Der Alpen-Augentrost ist ein fester Bestandteil unserer heimischen Flora und besiedelt ökologische Nischen auf mageren Böden. Seine Blütezeit von Juli bis Oktober ist besonders wertvoll, da er dann blüht, wenn viele andere Wiesenblumen bereits verblüht sind. Die Verbreitung erfolgt über extrem leichte Samen, die ein Gewicht von nur 0,18 mg aufweisen, was eine Fernausbreitung durch den Wind ermöglicht. In deinem Garten unterstützt er als indigene (einheimische) Art das natürliche Gleichgewicht auf kargen Standorten. Da er als Schwachzehrer gilt, hilft er dabei, die Biodiversität in nährstoffarmen Biotopen zu erhöhen. Er ist ein leiser, aber wichtiger Akteur in der alpinen und subalpinen Pflanzenwelt.
Der Alpen-Augentrost wird laut Datenbank als nicht kindersicher eingestuft. Falls Kinder oder Haustiere in deinem Garten spielen, solltest du ihn vorsichtshalber an Stellen pflanzen, die nicht direkt zugänglich sind. Bei Vergiftungsverdacht kontaktiere bitte umgehend den Giftnotruf unter 0228 19 240.
Licht
Sonne
Feuchtigkeit
Frisch (Mäßig feucht)
Boden
Schwachzehrer (Magerer Boden)
Blütezeit
Jul – Okt
Bodenreaktion
Sauer (Säurezeiger)
Bioregion
Continental
Wuchsform
Krautige Pflanze
Verholzung
Nicht verholzt
Blatttyp
Breitblättrig
Pflanzenhöhe
0.1 m
Morphologische Merkmale: TRY ID3 (CC BY 3.0) & TRY ID81 (CC BY)

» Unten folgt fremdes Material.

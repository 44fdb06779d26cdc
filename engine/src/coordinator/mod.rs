//! SearchCoordinator - fans a query out to providers and gates their output
//!
//! Each search runs one unit of work per target provider. A unit drives its
//! provider's sink and hands every batch to [`SearchCoordinator::deliver`],
//! which stamps and emits it only while the unit's epoch is still current.
//!
//! The session lock is the gate: deliveries hold the read side across the
//! currency check, the token stamp and the emit; starting a new epoch takes
//! the write side. Once `search` returns, nothing from an older epoch can be
//! emitted.

mod lane;

use std::sync::{Arc, PoisonError, RwLock, RwLockReadGuard, RwLockWriteGuard};
use std::time::Duration;

use lancea_model::{BatchPayload, Epoch};
use tokio::task::JoinHandle;
use tokio::time::Instant;
use tokio_util::sync::CancellationToken;
use tracing::{debug, info, warn};

use crate::config::EngineConfig;
use crate::epoch::EpochManager;
use crate::events::{EngineEvent, EventBus};
use crate::provider::{BatchSink, Provider, ProviderError, ProviderRegistry, Query, SinkItem};
use crate::task::join_error_to_provider_error;

use lane::{Session, SharedLane, lock_lane};

/// One provider's share of one search
struct Unit {
    epoch: Epoch,
    provider_id: String,
    provider: Arc<dyn Provider>,
    lane: SharedLane,
    cancel: CancellationToken,
}

enum UnitExit {
    Drained,
    Cancelled,
    TimedOut,
}

struct Shared {
    epochs: Arc<EpochManager>,
    providers: Arc<ProviderRegistry>,
    bus: Arc<EventBus>,
    session: RwLock<Session>,
    batch_buffer: usize,
    search_timeout: Duration,
}

/// Cheap to clone; every clone drives the same sessions
#[derive(Clone)]
pub struct SearchCoordinator {
    shared: Arc<Shared>,
}

impl SearchCoordinator {
    pub fn new(
        epochs: Arc<EpochManager>,
        providers: Arc<ProviderRegistry>,
        bus: Arc<EventBus>,
        config: &EngineConfig,
    ) -> Self {
        debug!(
            batch_buffer = config.batch_buffer,
            search_timeout_ms = config.search_timeout_ms,
            "SearchCoordinator::new"
        );
        let current = epochs.current();
        Self {
            shared: Arc::new(Shared {
                epochs,
                providers,
                bus,
                session: RwLock::new(Session::new(current)),
                batch_buffer: config.batch_buffer.max(1),
                search_timeout: config.search_timeout(),
            }),
        }
    }

    /// Start (or continue) a search and return its epoch
    ///
    /// A zero or non-current `requested` epoch starts a new epoch and
    /// supersedes every in-flight unit. The current epoch is reused, and
    /// token counters for providers already active in it carry on.
    ///
    /// Returns before any provider has produced anything. Must be called
    /// from within a tokio runtime.
    pub fn search(&self, text: &str, provider_ids: &[String], requested: Epoch) -> Epoch {
        debug!(%text, ?provider_ids, %requested, "SearchCoordinator::search: called");
        let targets = self.shared.providers.select(provider_ids);

        let (epoch, units) = {
            let mut session = self.write_session();
            let reuse = !requested.is_none() && requested == session.epoch && self.shared.epochs.is_current(requested);

            let epoch = if reuse {
                if session.cancel.is_cancelled() {
                    debug!(epoch = %requested, "SearchCoordinator::search: reviving cancelled epoch");
                    session.cancel = CancellationToken::new();
                }
                requested
            } else {
                let epoch = self.shared.epochs.new_epoch();
                session.cancel.cancel();
                *session = Session::new(epoch);
                epoch
            };

            let units: Vec<Unit> = targets
                .into_iter()
                .map(|provider| {
                    let provider_id = provider.id().to_string();
                    Unit {
                        epoch,
                        lane: session.lane(&provider_id),
                        cancel: session.cancel.child_token(),
                        provider_id,
                        provider,
                    }
                })
                .collect();
            (epoch, units)
        };

        info!(%epoch, providers = units.len(), "Search dispatched");
        let query = Query {
            text: text.to_string(),
            epoch,
            provider_ids: provider_ids.to_vec(),
        };
        for unit in units {
            tokio::spawn(self.clone().run_unit(unit, query.clone()));
        }
        epoch
    }

    /// Cancel the in-flight work of `epoch` if it is current
    ///
    /// The epoch stays current; a later search with the same epoch revives
    /// it. Returns false when `epoch` is not current.
    pub fn cancel(&self, epoch: Epoch) -> bool {
        let session = self.write_session();
        if epoch.is_none() || session.epoch != epoch {
            debug!(%epoch, current = %session.epoch, "SearchCoordinator::cancel: not current, ignoring");
            return false;
        }
        info!(%epoch, "Search cancelled");
        session.cancel.cancel();
        true
    }

    /// Whether `key` was delivered by `provider_id` in `epoch`, which must be current
    pub fn is_key_live(&self, epoch: Epoch, provider_id: &str, key: &str) -> bool {
        let session = self.read_session();
        if epoch.is_none() || session.epoch != epoch {
            return false;
        }
        session
            .lanes
            .get(provider_id)
            .is_some_and(|lane| lock_lane(lane).contains_key(key))
    }

    pub fn current_epoch(&self) -> Epoch {
        self.shared.epochs.current()
    }

    /// Cancel whatever is in flight
    pub fn shutdown(&self) {
        debug!("SearchCoordinator::shutdown: called");
        self.write_session().cancel.cancel();
    }

    async fn run_unit(self, unit: Unit, query: Query) {
        debug!(epoch = %unit.epoch, provider_id = %unit.provider_id, "SearchCoordinator::run_unit: starting");
        let (sink, mut rx) = BatchSink::channel(self.shared.batch_buffer, unit.cancel.clone());
        let provider = unit.provider.clone();
        let mut worker = tokio::spawn(async move { provider.search(&query, sink).await });

        let deadline = Instant::now() + self.shared.search_timeout;
        let expiry = tokio::time::sleep_until(deadline);
        tokio::pin!(expiry);

        let exit = loop {
            tokio::select! {
                biased;
                _ = unit.cancel.cancelled() => break UnitExit::Cancelled,
                _ = &mut expiry => break UnitExit::TimedOut,
                item = rx.recv() => match item {
                    Some(SinkItem::Batch(batch)) => {
                        if !self.deliver(&unit, batch) {
                            unit.cancel.cancel();
                            break UnitExit::Cancelled;
                        }
                    }
                    Some(SinkItem::Error(err)) => self.report(&unit, err),
                    None => break UnitExit::Drained,
                },
            }
        };

        match exit {
            UnitExit::Cancelled => {
                debug!(epoch = %unit.epoch, provider_id = %unit.provider_id, "SearchCoordinator::run_unit: cancelled");
                worker.abort();
            }
            UnitExit::TimedOut => self.time_out(&unit, worker),
            UnitExit::Drained => match tokio::time::timeout_at(deadline, &mut worker).await {
                Err(_) => self.time_out(&unit, worker),
                Ok(Ok(Ok(()))) => {
                    self.deliver(&unit, BatchPayload::End);
                }
                Ok(Ok(Err(ProviderError::Cancelled))) => {
                    debug!(provider_id = %unit.provider_id, "SearchCoordinator::run_unit: provider stopped on cancel");
                }
                Ok(Ok(Err(err))) => self.report(&unit, err),
                Ok(Err(join_err)) => match join_error_to_provider_error(join_err) {
                    ProviderError::Cancelled => {}
                    err => self.report(&unit, err),
                },
            },
        }
        debug!(epoch = %unit.epoch, provider_id = %unit.provider_id, "SearchCoordinator::run_unit: finished");
    }

    /// Stamp and emit a batch if its epoch is still live
    ///
    /// Returns false when the batch was discarded.
    fn deliver(&self, unit: &Unit, batch: BatchPayload) -> bool {
        let session = self.read_session();
        if !session.accepts(unit.epoch) || unit.cancel.is_cancelled() || !self.shared.epochs.is_current(unit.epoch) {
            debug!(
                epoch = %unit.epoch,
                current = %session.epoch,
                provider_id = %unit.provider_id,
                kind = batch.kind(),
                "SearchCoordinator::deliver: discarding stale batch"
            );
            return false;
        }

        let mut lane = lock_lane(&unit.lane);
        let token = lane.stamp(&batch);
        debug!(
            epoch = %unit.epoch,
            provider_id = %unit.provider_id,
            token,
            kind = batch.kind(),
            items = batch.items().len(),
            "SearchCoordinator::deliver"
        );
        self.shared
            .bus
            .emit(EngineEvent::results(unit.epoch, unit.provider_id.clone(), token, batch));
        true
    }

    /// Emit a ProviderError if the unit's epoch is still live
    fn report(&self, unit: &Unit, err: ProviderError) {
        let session = self.read_session();
        if !session.accepts(unit.epoch) || unit.cancel.is_cancelled() {
            debug!(epoch = %unit.epoch, provider_id = %unit.provider_id, error = %err, "SearchCoordinator::report: epoch gone, dropping error");
            return;
        }
        warn!(epoch = %unit.epoch, provider_id = %unit.provider_id, code = err.code(), error = %err, "Provider error");
        self.shared.bus.emit(EngineEvent::provider_error(
            unit.epoch,
            unit.provider_id.clone(),
            err.to_payload(),
        ));
    }

    fn time_out(&self, unit: &Unit, worker: JoinHandle<Result<(), ProviderError>>) {
        self.report(
            unit,
            ProviderError::Timeout {
                timeout_ms: self.shared.search_timeout.as_millis() as u64,
            },
        );
        unit.cancel.cancel();
        worker.abort();
    }

    fn read_session(&self) -> RwLockReadGuard<'_, Session> {
        self.shared.session.read().unwrap_or_else(PoisonError::into_inner)
    }

    fn write_session(&self) -> RwLockWriteGuard<'_, Session> {
        self.shared.session.write().unwrap_or_else(PoisonError::into_inner)
    }
}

Licht 8: Wähle einen vollsonnigen Platz, damit die Pflanze kompakt und gesund wächst.
Feuchte 5: Halte den Boden gleichmäßig frisch (mäßig feucht), vermeide aber Staunässe.
Nährstoffe 3: Setze ihn unbedingt in mageren Boden; zu viele Nährstoffe verdrängen diesen Spezialisten.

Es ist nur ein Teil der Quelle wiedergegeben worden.